What is being asked:
In the entries below, find the line with "0 9999 title:Favorites" and print exactly every line from there up to and including the line with "-> (Session<ScriptedConnection>, Arc<Mutex<Wire>>)", with no other lines.

#### Data shown

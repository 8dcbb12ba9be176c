//! Session tests against a scripted in-memory connection.
//!
//! The script hands out one canned reply per awaited response. A `None`
//! entry (or an exhausted script) models a hub that stays silent, which
//! with the paused test clock makes the response timeout elapse
//! instantly.

use std::collections::VecDeque;
use std::sync::{Arc, Mutex};

use squeeze_protocol::ShuffleMode;
use squeeze_session::{
    CatalogKind, LoadStatus, Session, SessionConfig, SessionError, SessionState, ShuffleToggle,
};
use squeeze_transport::{Connection, TransportError};

// =========================================================================
// Scripted connection
// =========================================================================

#[derive(Debug, Default)]
struct Wire {
    sent: Vec<String>,
    closes: usize,
}

#[derive(Debug)]
struct ScriptedConnection {
    replies: VecDeque<Option<Vec<u8>>>,
    wire: Arc<Mutex<Wire>>,
    fail_sends: bool,
}

impl ScriptedConnection {
    fn new(replies: Vec<Option<&str>>) -> (Self, Arc<Mutex<Wire>>) {
        let wire = Arc::new(Mutex::new(Wire::default()));
        let conn = Self {
            replies: replies
                .into_iter()
                .map(|r| r.map(|s| s.as_bytes().to_vec()))
                .collect(),
            wire: Arc::clone(&wire),
            fail_sends: false,
        };
        (conn, wire)
    }
}

impl Connection for ScriptedConnection {
    type Error = TransportError;

    async fn send(&mut self, data: &[u8]) -> Result<(), Self::Error> {
        if self.fail_sends {
            return Err(TransportError::SendFailed(std::io::Error::new(
                std::io::ErrorKind::BrokenPipe,
                "hub went away",
            )));
        }
        let line = String::from_utf8(data.to_vec()).unwrap();
        self.wire.lock().unwrap().sent.push(line);
        Ok(())
    }

    async fn recv(&mut self) -> Result<Option<Vec<u8>>, Self::Error> {
        match self.replies.pop_front() {
            Some(Some(data)) => Ok(Some(data)),
            _ => std::future::pending().await,
        }
    }

    async fn close(&mut self) -> Result<(), Self::Error> {
        self.wire.lock().unwrap().closes += 1;
        Ok(())
    }

    fn peer(&self) -> &str {
        "scripted"
    }
}

// =========================================================================
// Canned hub replies
// =========================================================================

const PLAYERS: &str = concat!(
    "players 0 9999 count:2 - ",
    "playerindex:0 playerid:AA%3ABB%3ACC%3ADD%3AEE%3AFF uuid:1 ip:10.0.0.2%3A3483 name:Kitchen ",
    "seq_no:0 model:squeezelite modelname:SqueezeLite power:1 isplaying:0 displaytype:none ",
    "isplayer:1 canpoweroff:1 connected:1 ",
    "playerindex:1 playerid:11%3A22%3A33%3A44%3A55%3A66 uuid:2 ip:10.0.0.3%3A3483 name:Living%20Room ",
    "seq_no:0 model:baby modelname:Radio power:0 isplaying:0 displaytype:none ",
    "isplayer:1 canpoweroff:1 connected:0\n",
);

const FAVORITES: &str = concat!(
    "favorites items 0 9999 title:Favorites ",
    "id:8a1.0 name:Jazz%20FM type:audio isaudio:1 hasitems:0 ",
    "id:8a1.1 name:Morning%3A%20News type:audio isaudio:1 hasitems:0 ",
    "count:2\n",
);

fn sent(wire: &Arc<Mutex<Wire>>) -> Vec<String> {
    wire.lock().unwrap().sent.clone()
}

async fn ready_session(
    mut replies: Vec<Option<&str>>,
) -> (Session<ScriptedConnection>, Arc<Mutex<Wire>>) {
    let mut all = vec![Some(PLAYERS), Some(FAVORITES)];
    all.append(&mut replies);
    let (conn, wire) = ScriptedConnection::new(all);
    let session = Session::open(conn, SessionConfig::default())
        .await
        .expect("session should open");
    (session, wire)
}

// =========================================================================
// Catalog loading
// =========================================================================

#[tokio::test(start_paused = true)]
async fn test_open_loads_both_listings() {
    let (session, wire) = ready_session(vec![]).await;

    assert_eq!(session.state(), SessionState::Ready);
    assert_eq!(sent(&wire), ["players 0 9999\n", "favorites items 0 9999\n"]);

    let catalog = session.catalog();
    assert_eq!(catalog.lookup_player("Kitchen").unwrap(), "AA:BB:CC:DD:EE:FF");
    assert_eq!(catalog.lookup_player("Living Room").unwrap(), "11:22:33:44:55:66");
    assert_eq!(catalog.lookup_favorite("Jazz FM").unwrap(), "8a1.0");
    assert_eq!(catalog.lookup_favorite("Morning: News").unwrap(), "8a1.1");
}

#[tokio::test(start_paused = true)]
async fn test_silent_hub_leaves_catalog_empty() {
    let (conn, wire) = ScriptedConnection::new(vec![None, None]);
    let session = Session::open(conn, SessionConfig::default()).await.unwrap();

    assert_eq!(session.state(), SessionState::Ready);
    assert!(session.catalog().players().is_empty());
    assert!(session.catalog().favorites().is_empty());
    assert_eq!(session.catalog().status(CatalogKind::Player), &LoadStatus::NoResponse);
    assert_eq!(sent(&wire).len(), 2);
}

#[tokio::test(start_paused = true)]
async fn test_malformed_listing_only_empties_its_half() {
    let truncated = PLAYERS.replace(" connected:0", "");
    let (conn, _wire) = ScriptedConnection::new(vec![Some(truncated.as_str()), Some(FAVORITES)]);
    let session = Session::open(conn, SessionConfig::default()).await.unwrap();

    assert!(session.catalog().players().is_empty());
    assert!(matches!(
        session.catalog().status(CatalogKind::Player),
        LoadStatus::Malformed { .. }
    ));
    assert_eq!(session.catalog().favorites().len(), 2);

    let listing = session.list_all().unwrap();
    assert!(listing.to_string().contains("listing unavailable"));
}

#[tokio::test(start_paused = true)]
async fn test_send_failure_during_load_closes_and_errors() {
    let (mut conn, wire) = ScriptedConnection::new(vec![]);
    conn.fail_sends = true;

    let err = Session::open(conn, SessionConfig::default()).await.unwrap_err();
    assert!(matches!(err, SessionError::Transport(TransportError::SendFailed(_))));
    assert!(!err.is_recoverable());
    assert_eq!(wire.lock().unwrap().closes, 1);
}

// =========================================================================
// Dispatch
// =========================================================================

#[tokio::test(start_paused = true)]
async fn test_list_all_in_listing_order() {
    let (session, _wire) = ready_session(vec![]).await;
    let listing = session.list_all().unwrap();

    assert_eq!(listing.players, ["Kitchen", "Living Room"]);
    assert_eq!(listing.favorites, ["Jazz FM", "Morning: News"]);
}

#[tokio::test(start_paused = true)]
async fn test_start_favorite_sends_play_command() {
    let (mut session, wire) = ready_session(vec![]).await;

    session.start_favorite("Kitchen", "Jazz FM").await.unwrap();

    assert_eq!(
        sent(&wire).last().unwrap(),
        "AA:BB:CC:DD:EE:FF favorites playlist play item_id:8a1.0\n"
    );
}

#[tokio::test(start_paused = true)]
async fn test_start_favorite_unknown_names_sends_nothing() {
    let (conn, wire) = ScriptedConnection::new(vec![None, None]);
    let mut session = Session::open(conn, SessionConfig::default()).await.unwrap();
    let before = sent(&wire).len();

    let err = session.start_favorite("Unknown", "Jazz").await.unwrap_err();

    match &err {
        SessionError::Unresolved { player, favorite } => {
            assert_eq!(player, "Unknown");
            assert_eq!(favorite, "Jazz");
        }
        other => panic!("expected Unresolved, got {other:?}"),
    }
    assert!(err.is_recoverable());
    assert_eq!(sent(&wire).len(), before);
}

#[tokio::test(start_paused = true)]
async fn test_start_favorite_reports_both_names_when_only_one_missing() {
    let (mut session, wire) = ready_session(vec![]).await;

    let err = session.start_favorite("Kitchen", "Polka").await.unwrap_err();
    assert_eq!(
        err.to_string(),
        "player \"Kitchen\" or favorite \"Polka\" not available"
    );
    assert_eq!(sent(&wire).len(), 2);
}

#[tokio::test(start_paused = true)]
async fn test_toggle_shuffle_turns_shuffled_player_off() {
    let (mut session, wire) =
        ready_session(vec![Some("AA%3ABB%3ACC%3ADD%3AEE%3AFF playlist shuffle 2\n")]).await;

    let toggle = session.toggle_shuffle("Kitchen").await.unwrap();

    assert_eq!(
        toggle,
        ShuffleToggle::Toggled {
            from: ShuffleMode::ByAlbum,
            to: ShuffleMode::Off
        }
    );
    assert_eq!(
        sent(&wire)[2..],
        [
            "AA:BB:CC:DD:EE:FF playlist shuffle ?\n",
            "AA:BB:CC:DD:EE:FF playlist shuffle 0\n",
        ]
    );
}

#[tokio::test(start_paused = true)]
async fn test_toggle_shuffle_turns_unshuffled_player_on() {
    let (mut session, wire) =
        ready_session(vec![Some("11%3A22%3A33%3A44%3A55%3A66 playlist shuffle 0\n")]).await;

    let toggle = session.toggle_shuffle("Living Room").await.unwrap();

    assert_eq!(
        toggle,
        ShuffleToggle::Toggled {
            from: ShuffleMode::Off,
            to: ShuffleMode::BySong
        }
    );
    assert_eq!(
        sent(&wire).last().unwrap(),
        "11:22:33:44:55:66 playlist shuffle 1\n"
    );
}

#[tokio::test(start_paused = true)]
async fn test_toggle_shuffle_unnamed_nonzero_state_turns_off() {
    let (mut session, wire) =
        ready_session(vec![Some("AA%3ABB%3ACC%3ADD%3AEE%3AFF playlist shuffle 3\n")]).await;

    let toggle = session.toggle_shuffle("Kitchen").await.unwrap();

    assert_eq!(
        toggle,
        ShuffleToggle::Toggled {
            from: ShuffleMode::Other(3),
            to: ShuffleMode::Off
        }
    );
    assert_eq!(
        sent(&wire).last().unwrap(),
        "AA:BB:CC:DD:EE:FF playlist shuffle 0\n"
    );
}

#[tokio::test(start_paused = true)]
async fn test_toggle_shuffle_without_reply_sends_no_set() {
    let (mut session, wire) = ready_session(vec![None]).await;

    let toggle = session.toggle_shuffle("Kitchen").await.unwrap();

    assert_eq!(toggle, ShuffleToggle::NoResponse);
    assert_eq!(
        sent(&wire).last().unwrap(),
        "AA:BB:CC:DD:EE:FF playlist shuffle ?\n"
    );
}

#[tokio::test(start_paused = true)]
async fn test_toggle_shuffle_unknown_player() {
    let (mut session, wire) = ready_session(vec![]).await;

    let err = session.toggle_shuffle("Garage").await.unwrap_err();
    assert!(matches!(err, SessionError::NotFound { kind: CatalogKind::Player, .. }));
    assert_eq!(sent(&wire).len(), 2);
}

#[tokio::test(start_paused = true)]
async fn test_toggle_shuffle_garbage_reply_is_protocol_error() {
    let (mut session, wire) = ready_session(vec![Some("AA playlist shuffle ?\n")]).await;

    let err = session.toggle_shuffle("Kitchen").await.unwrap_err();
    assert!(matches!(err, SessionError::Protocol(_)));
    assert!(err.is_recoverable());
    assert_eq!(sent(&wire).len(), 3, "no set command after a bad reply");
}

// =========================================================================
// Close
// =========================================================================

#[tokio::test(start_paused = true)]
async fn test_close_is_idempotent_and_terminal() {
    let (mut session, wire) = ready_session(vec![]).await;

    session.close().await.unwrap();
    session.close().await.unwrap();

    assert_eq!(session.state(), SessionState::Closed);
    assert_eq!(wire.lock().unwrap().closes, 1);
    assert!(matches!(session.list_all(), Err(SessionError::Closed)));
    assert!(matches!(
        session.start_favorite("Kitchen", "Jazz FM").await,
        Err(SessionError::Closed)
    ));
}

########

Answer to the problem:
    "favorites items 0 9999 title:Favorites ",
    "id:8a1.0 name:Jazz%20FM type:audio isaudio:1 hasitems:0 ",
    "id:8a1.1 name:Morning%3A%20News type:audio isaudio:1 hasitems:0 ",
    "count:2\n",
);

fn sent(wire: &Arc<Mutex<Wire>>) -> Vec<String> {
    wire.lock().unwrap().sent.clone()
}

async fn ready_session(
    mut replies: Vec<Option<&str>>,
) -> (Session<ScriptedConnection>, Arc<Mutex<Wire>>) {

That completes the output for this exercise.